CASES of deliberate transmission of HIV are difficult to prove because there is no law that compels testing institutions to reveal or make public the HIV status of patients, a regional magistrate said yesterday.
Regional magistrate, Mr Clever Tsikwa, was speaking while acquitting a 37-year-old man who was accused of deliberately infecting his 20-year-old wife with HIV.
The ruling is a challenge to Section 79 of the Criminal Law (Codification and Reform) Act, which makes willful transmission of HIV illegal. The law says that any person who:
(a) Knowing that he or she is infected with HIV; or
(b) Realising that there is a real risk or possibility that he or she is infected with HIV;
(c) Intentionally does anything or permits the doing of anything which he or she knows will infect, or does anything which he or she realises involves a real risk or possibility of infecting another person with HIV, shall be guilty of deliberate transmission of HIV, whether or not he or she is married to that other person, and shall be liable to imprisonment for a period not exceeding 20 years.

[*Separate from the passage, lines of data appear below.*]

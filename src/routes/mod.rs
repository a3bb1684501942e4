pub mod favourites;
pub mod forecasts;
pub mod health;
pub mod ingester;
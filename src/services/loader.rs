//! Bulk append of one run's records.

use sqlx::PgPool;

use crate::db::models::ForecastRecord;
use crate::db::queries;

/// Concatenate per-task batches, preserving task order.
pub fn concat_batches(batches: Vec<Vec<ForecastRecord>>) -> Vec<ForecastRecord> {
    let total = batches.iter().map(Vec::len).sum();
    let mut records = Vec::with_capacity(total);
    for batch in batches {
        records.extend(batch);
    }
    records
}

/// Write all batches in a single transaction.
///
/// An empty run writes nothing and reports zero rows. A write failure is
/// returned as-is: the run is aborted and the next run finds the same gaps.
pub async fn load(pool: &PgPool, batches: Vec<Vec<ForecastRecord>>) -> Result<u64, sqlx::Error> {
    let records = concat_batches(batches);
    if records.is_empty() {
        tracing::info!("No records to load");
        return Ok(0);
    }

    let inserted = queries::insert_forecast_batch(pool, &records).await?;
    tracing::info!("Loaded {} rows into the warehouse", inserted);
    Ok(inserted)
}

#[cfg(test)]
mod tests {
    use super::*;

    fn record(member: i32) -> ForecastRecord {
        ForecastRecord {
            issuance_time: "2024-05-26T00:00:00Z".parse().unwrap(),
            valid_time: "2024-05-26T12:00:00Z".parse().unwrap(),
            latitude: 50.0,
            longitude: 5.0,
            member,
            u10: None,
            v10: None,
            tp: None,
            tcc: None,
            t2m: Some(285.0),
            prmsl: None,
        }
    }

    #[test]
    fn test_concat_preserves_task_order() {
        let records = concat_batches(vec![
            vec![record(-1), record(-1)],
            vec![],
            vec![record(0)],
        ]);
        assert_eq!(
            records.iter().map(|r| r.member).collect::<Vec<_>>(),
            vec![-1, -1, 0]
        );
    }

    #[test]
    fn test_concat_of_nothing_is_empty() {
        assert!(concat_batches(Vec::new()).is_empty());
    }
}
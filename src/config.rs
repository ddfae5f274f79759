use crate::cli::Cli;
use crate::error::ConfigError;
use serde::Deserialize;
use std::collections::HashMap;
use std::path::Path;
use std::time::Duration;

/// Default interval between idle checks
pub const DEFAULT_IDLE_CHECK_INTERVAL: Duration = Duration::from_secs(5);

/// Default time a stopped backend gets between SIGTERM and SIGKILL
pub const DEFAULT_STOP_GRACE_PERIOD: Duration = Duration::from_secs(10);

/// Default pause between backend dial attempts
pub const DEFAULT_DIAL_RETRY_INTERVAL: Duration = Duration::from_millis(100);

/// Contents of an optional TOML configuration file.
///
/// Every field is optional here; command-line flags fill in or override
/// whatever the file leaves out, and [`Config::resolve`] checks that the
/// merged result is complete.
#[derive(Debug, Deserialize, Clone, Default)]
pub struct FileConfig {
    #[serde(default)]
    pub proxy: ProxySection,

    #[serde(default)]
    pub backend: BackendSection,
}

#[derive(Debug, Deserialize, Clone, Default)]
pub struct ProxySection {
    /// Address to accept client connections on (":8080" binds all interfaces)
    pub listen: Option<String>,

    /// Address the backend listens on once started
    pub forward: Option<String>,

    /// Inactivity period after which the backend is stopped
    pub idle_timeout: Option<String>,

    /// How often the idle timeout is checked (default: 5s)
    pub idle_check_interval: Option<String>,

    /// Time a stopped backend gets to exit before it is killed (default: 10s)
    pub stop_grace_period: Option<String>,

    /// What to do when the backend exits on its own (default: terminate)
    pub on_backend_exit: Option<ExitPolicy>,

    #[serde(default)]
    pub dial: DialSection,
}

#[derive(Debug, Deserialize, Clone, Default)]
pub struct DialSection {
    /// Pause between connection attempts to the backend (default: 100ms)
    pub retry_interval: Option<String>,

    /// Give up after this many failed attempts (default: never)
    pub max_attempts: Option<u32>,

    /// Give up after dialing for this long (default: never)
    pub max_wait: Option<String>,
}

/// Backend command settings
///
/// # Security Warning
///
/// `command` and `args` are executed directly with the permissions of the
/// proxy. Configuration files must only be writable by trusted users.
#[derive(Debug, Deserialize, Clone, Default)]
pub struct BackendSection {
    /// Executable, or a full shell-style command line when `args` is empty
    pub command: Option<String>,

    #[serde(default)]
    pub args: Vec<String>,

    pub working_dir: Option<String>,

    /// Extra environment variables for the backend
    #[serde(default)]
    pub env: HashMap<String, String>,
}

/// Policy applied when the backend exits while it is supposed to be running
#[derive(Debug, Deserialize, Clone, Copy, Default, PartialEq, Eq, clap::ValueEnum)]
#[serde(rename_all = "lowercase")]
pub enum ExitPolicy {
    /// Stop the whole proxy with a non-zero status
    #[default]
    Terminate,
    /// Forget the dead backend; the next client connection launches a new one
    Restart,
}

/// How connection handlers dial the backend while it comes up
#[derive(Debug, Clone, Copy, PartialEq, Eq)]
pub struct DialPolicy {
    pub retry_interval: Duration,
    pub max_attempts: Option<u32>,
    pub max_wait: Option<Duration>,
}

impl Default for DialPolicy {
    fn default() -> Self {
        Self {
            retry_interval: DEFAULT_DIAL_RETRY_INTERVAL,
            max_attempts: None,
            max_wait: None,
        }
    }
}

impl DialPolicy {
    /// Whether another attempt is allowed after `attempts` failures spanning `waited`
    pub fn allows_retry(&self, attempts: u32, waited: Duration) -> bool {
        if self.max_attempts.is_some_and(|max| attempts >= max) {
            return false;
        }
        if self.max_wait.is_some_and(|max| waited >= max) {
            return false;
        }
        true
    }

    pub fn is_bounded(&self) -> bool {
        self.max_attempts.is_some() || self.max_wait.is_some()
    }
}

/// The backend to run and the addresses it is proxied between.
/// Fixed at startup.
#[derive(Debug, Clone, PartialEq, Eq)]
pub struct BackendSpec {
    pub program: String,
    pub args: Vec<String>,
    pub working_dir: Option<String>,
    pub env: HashMap<String, String>,
    /// Address clients connect to
    pub listen: String,
    /// Address the backend accepts connections on
    pub forward: String,
}

impl BackendSpec {
    pub fn new(program: impl Into<String>, listen: impl Into<String>, forward: impl Into<String>) -> Self {
        Self {
            program: program.into(),
            args: Vec::new(),
            working_dir: None,
            env: HashMap::new(),
            listen: listen.into(),
            forward: forward.into(),
        }
    }

    pub fn with_args<I, S>(mut self, args: I) -> Self
    where
        I: IntoIterator<Item = S>,
        S: Into<String>,
    {
        self.args = args.into_iter().map(Into::into).collect();
        self
    }

    pub fn with_env(mut self, key: impl Into<String>, value: impl Into<String>) -> Self {
        self.env.insert(key.into(), value.into());
        self
    }

    /// Port of the forward address, passed to the backend as `PORT`
    pub fn forward_port(&self) -> Option<u16> {
        self.forward.rsplit_once(':').and_then(|(_, port)| port.parse().ok())
    }
}

/// Fully resolved runtime configuration
#[derive(Debug, Clone)]
pub struct Config {
    pub backend: BackendSpec,
    pub idle_timeout: Duration,
    pub idle_check_interval: Duration,
    pub stop_grace_period: Duration,
    pub exit_policy: ExitPolicy,
    pub dial: DialPolicy,
}

impl FileConfig {
    pub fn load<P: AsRef<Path>>(path: P) -> Result<Self, ConfigError> {
        let path = path.as_ref();
        let content = std::fs::read_to_string(path).map_err(|source| ConfigError::Io {
            path: path.display().to_string(),
            source,
        })?;
        toml::from_str(&content).map_err(|source| ConfigError::Parse {
            path: path.display().to_string(),
            source,
        })
    }
}

impl Config {
    /// Merge the optional config file with command-line flags and validate the result
    pub fn resolve(cli: &Cli) -> Result<Self, ConfigError> {
        let file = match cli.config {
            Some(ref path) => FileConfig::load(path)?,
            None => FileConfig::default(),
        };
        Self::merge(file, cli)
    }

    /// Flags take precedence over file values
    pub fn merge(file: FileConfig, cli: &Cli) -> Result<Self, ConfigError> {
        let FileConfig { proxy, backend } = file;

        let idle = cli
            .idle
            .clone()
            .or(proxy.idle_timeout)
            .ok_or(ConfigError::Missing("idle timeout (--idle)"))?;
        let listen = cli
            .listen
            .clone()
            .or(proxy.listen)
            .ok_or(ConfigError::Missing("listen address (--listen)"))?;
        let forward = cli
            .forward
            .clone()
            .or(proxy.forward)
            .ok_or(ConfigError::Missing("forward address (--forward)"))?;

        let idle_timeout = parse_duration(&idle)?;

        let idle_check_interval = match cli.check_interval.clone().or(proxy.idle_check_interval) {
            Some(text) => parse_duration(&text)?,
            None => DEFAULT_IDLE_CHECK_INTERVAL,
        };
        if idle_check_interval.is_zero() {
            return Err(ConfigError::Invalid {
                field: "idle_check_interval",
                reason: "must be greater than zero".to_string(),
            });
        }

        let stop_grace_period = match cli.stop_grace_period.clone().or(proxy.stop_grace_period) {
            Some(text) => parse_duration(&text)?,
            None => DEFAULT_STOP_GRACE_PERIOD,
        };

        let exit_policy = cli.on_backend_exit.or(proxy.on_backend_exit).unwrap_or_default();

        let dial = resolve_dial(proxy.dial, cli)?;

        let (program, args) = if let Some((program, args)) = cli.command.split_first() {
            (program.clone(), args.to_vec())
        } else {
            split_command(backend.command, backend.args)?
        };

        let spec = BackendSpec {
            program,
            args,
            working_dir: backend.working_dir,
            env: backend.env,
            listen: normalize_listen_addr(&listen),
            forward,
        };

        Ok(Self {
            backend: spec,
            idle_timeout,
            idle_check_interval,
            stop_grace_period,
            exit_policy,
            dial,
        })
    }
}

fn resolve_dial(section: DialSection, cli: &Cli) -> Result<DialPolicy, ConfigError> {
    let retry_interval = match section.retry_interval {
        Some(text) => parse_duration(&text)?,
        None => DEFAULT_DIAL_RETRY_INTERVAL,
    };
    if retry_interval.is_zero() {
        return Err(ConfigError::Invalid {
            field: "dial.retry_interval",
            reason: "must be greater than zero".to_string(),
        });
    }

    let max_wait = match cli.dial_max_wait.clone().or(section.max_wait) {
        Some(text) => Some(parse_duration(&text)?),
        None => None,
    };

    Ok(DialPolicy {
        retry_interval,
        max_attempts: cli.dial_max_attempts.or(section.max_attempts),
        max_wait,
    })
}

fn split_command(
    command: Option<String>,
    args: Vec<String>,
) -> Result<(String, Vec<String>), ConfigError> {
    let command = command
        .filter(|c| !c.trim().is_empty())
        .ok_or(ConfigError::Missing("backend command"))?;

    if !args.is_empty() {
        return Ok((command, args));
    }

    let mut words = shell_words::split(&command).map_err(|e| ConfigError::Invalid {
        field: "backend.command",
        reason: e.to_string(),
    })?;
    if words.is_empty() {
        return Err(ConfigError::Missing("backend command"));
    }
    let program = words.remove(0);
    Ok((program, words))
}

/// Expand the ":port" shorthand to an all-interfaces bind address
pub fn normalize_listen_addr(addr: &str) -> String {
    if addr.starts_with(':') {
        format!("0.0.0.0{}", addr)
    } else {
        addr.to_string()
    }
}

/// Parse a duration such as "300ms", "5s", "1m30s" or "1.5h"
pub fn parse_duration(text: &str) -> Result<Duration, ConfigError> {
    let invalid = |reason| ConfigError::InvalidDuration {
        value: text.to_string(),
        reason,
    };

    let trimmed = text.trim();
    if trimmed.is_empty() {
        return Err(invalid("empty duration"));
    }
    if trimmed == "0" {
        return Ok(Duration::ZERO);
    }

    let mut rest = trimmed;
    let mut total_nanos: f64 = 0.0;

    while !rest.is_empty() {
        let number_len = rest
            .find(|c: char| !(c.is_ascii_digit() || c == '.'))
            .unwrap_or(rest.len());
        if number_len == 0 {
            return Err(invalid("expected a number"));
        }
        let value: f64 = rest[..number_len]
            .parse()
            .map_err(|_| invalid("malformed number"))?;
        rest = &rest[number_len..];

        let unit_len = rest
            .find(|c: char| c.is_ascii_digit() || c == '.')
            .unwrap_or(rest.len());
        let nanos_per_unit = match &rest[..unit_len] {
            "ns" => 1.0,
            "us" | "µs" => 1e3,
            "ms" => 1e6,
            "s" => 1e9,
            "m" => 60.0 * 1e9,
            "h" => 3600.0 * 1e9,
            "" => return Err(invalid("missing unit")),
            _ => return Err(invalid("unknown unit")),
        };
        rest = &rest[unit_len..];

        total_nanos += value * nanos_per_unit;
    }

    if !total_nanos.is_finite() || total_nanos > u64::MAX as f64 {
        return Err(invalid("out of range"));
    }
    Ok(Duration::from_nanos(total_nanos.round() as u64))
}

Mr Tsikwa said the problem with such an offence was that the medical history of an accused person constituted the most important evidence for the State.
He said it was apparent that no evidence was led that prior to December 31 last year when the man is alleged to have had sexual intercourse with his wife for the first time that he was HIV positive and that he was aware of such a status. Mr Tsikwa said no evidence was led that when he had sexual intercourse with the complainant his intention was to infect her with HIV and that he indeed infected her.
He said simply producing HIV results without proof of the accused's HIV status would not prove the offence.
"Unfortunately, how to gather evidence for the successful prosecution of such cases is yet another problem because there is no law in Zimbabwe which compels testing institutions to reveal or make public patients' HIV status," he said.
"In fact, as Professor (Geoffrey) Feltoe stated in the commentary on the criminal code, it is illegal and breach of medical confidentiality for testing institutions to reveal a patient's HIV status without the patient's express consent."
The State alleged that on December 31 last year the complainant stayed with the accused person as his wife. During the time, the State says, they were intimate on several occasions.
Sometime in March this year, the complainant fell sick and requested to be tested for HIV and she tested negative and she was told to return three months later.
In April this year, the complainant was tested for HIV at the New Start Centre at Wilkins Hospital and she tested positive.
She reported the accused to the police alleging that he had deliberately infected her with the virus.